Willing his hands to remain steady, Casmir hit the button to open the airlock hatch. His helmet display had automatically synched with his chip, and his contact scrolled the environment outside, along with his medical stats. His blood pressure and heart rate competed for the position of most alarming stat, and he tried to remember if he had taken his seizure medication that morning or if he was thinking of the day before. Would Rache shoot him if he was in the middle of convulsing in midair? That would be a delightful way to go.
He stepped into the small airlock chamber with Zee and started to close the hatch behind him, but Kim stuck her arm out to halt him.
“What are you doing?” Casmir asked.
She pulled herself inside, a stunner and a borrowed Starhawk rifle in her hands, and closed the hatch. “Coming with you.”
“Kim, I’m trying to nobly sacrifice myself so you can get away. You’re making that difficult.”
“You said you had a plan, not that you were going to fling yourself at the guy’s feet.”
“My plan has a low probability of success.”
“Well, now it’s improved.” She stuck the stunner in his hand.
“You think your kendo skills will make a difference against a fleet of sadistic pirates?”
“No, but if
we’re captured, I bet I can engage the captain in a literary discussion of Moby Dick while you think of a way to get out of trouble. I wrote a paper on it.”
“What was it about?”
“Penises.”
“Uhm, what?”
“To be specific, the social and homoerotic bonds between the male characters in the story.”
“Just the sort of discussion a psychopathic killer should find fascinating.”
“He might.”
The air finished draining out of the chamber, and a green light signaled the outer door ready to open.
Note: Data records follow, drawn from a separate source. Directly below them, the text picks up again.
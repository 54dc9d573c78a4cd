//! JUnit XML output formatter
//!
//! Serializes a `SuiteReport` into the JUnit XML shape CI dashboards
//! understand.

use crate::report::SuiteReport;

/// Formatter for JUnit XML output
#[derive(Debug, Default)]
pub struct JUnitFormatter;

impl JUnitFormatter {
    /// Create a new JUnit formatter
    pub fn new() -> Self {
        Self
    }

    fn escape_xml(s: &str) -> String {
        s.replace('&', "&amp;")
            .replace('<', "&lt;")
            .replace('>', "&gt;")
            .replace('"', "&quot;")
            .replace('\'', "&apos;")
    }

    /// Serialize the report to an XML document.
    ///
    /// Attribute and element order are fixed, so the same report always
    /// yields byte-identical output. `failures` and `time` are fixed at
    /// `"0"`; only `errors` and `skipped` vary.
    pub fn format(&self, report: &SuiteReport) -> String {
        let mut xml = String::new();
        xml.push_str("<?xml version=\"1.0\" encoding=\"UTF-8\"?>\n");
        xml.push_str("<testsuites>\n");
        xml.push_str(&format!(
            "  <testsuite name=\"{}\" errors=\"{}\" skipped=\"{}\" failures=\"0\" tests=\"{}\" time=\"0\">\n",
            Self::escape_xml(&report.name),
            report.error_count,
            report.skipped_count,
            report.test_count
        ));

        for case in &report.cases {
            match &case.status {
                None => {
                    xml.push_str(&format!(
                        "    <testcase name=\"{}\"/>\n",
                        Self::escape_xml(&case.name)
                    ));
                }
                Some(status) => {
                    let element = status.kind.element_name();
                    let text = Self::escape_xml(&status.text);
                    xml.push_str(&format!(
                        "    <testcase name=\"{}\">\n",
                        Self::escape_xml(&case.name)
                    ));
                    xml.push_str(&format!(
                        "      <{} file=\"{}\" line=\"{}\" message=\"{}\" type=\"YAML Lint\">{}</{}>\n",
                        element,
                        Self::escape_xml(&status.file),
                        status.line,
                        text,
                        text,
                        element
                    ));
                    xml.push_str("    </testcase>\n");
                }
            }
        }

        xml.push_str("  </testsuite>\n");
        xml.push_str("</testsuites>\n");
        xml
    }
}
Aware that Rache’s killers might already be in their own airlock chamber, Casmir fired his jet boots to hurry down the short connection tube to the refinery’s hatch. It was locked. He tried a few buttons, but it asked for a code. He should have known that any stranger with a ship wouldn’t be permitted to stroll onto a government refinery.
“Zee, can you open that?” Casmir realized they were in a vacuum now and that sound wouldn’t travel. He pointed at the hatch and mimicked forcing it, hoping he’d given the crusher enough intuitive reasoning to grasp what he wanted.
While he was demonstrating, Kim stepped forward with the rifle and blasted the hatch controls. Casmir cursed and scrambled out of the way, his boots firing him into the side of the tube.
“You’re going to get me killed before Rache even finds us,” he blurted over their shared comm.
“You and your robot were taking too much time.”
Kim stopped firing—she’d melted a hole around the latching mechanism—and yanked on the hatch. It opened easily. Fortunately, there wasn’t an inner hatch, and they flowed out into a bay full of pipes and lined with rows of hulking storage tanks. There wasn’t any light inside, other than a few flashing yellow and blue indicators on bulkheads, and a flashlight beam activated on Casmir’s helmet.
Kim only took three seconds to look around before hurrying toward the other airlocks, all visible farther down the outer wall of the bay. Casmir hurried after her, but he shone his light around as he and Zee navigated over the pipes. If he could find some inspiration here, he wasn’t too set in his plan to improvise.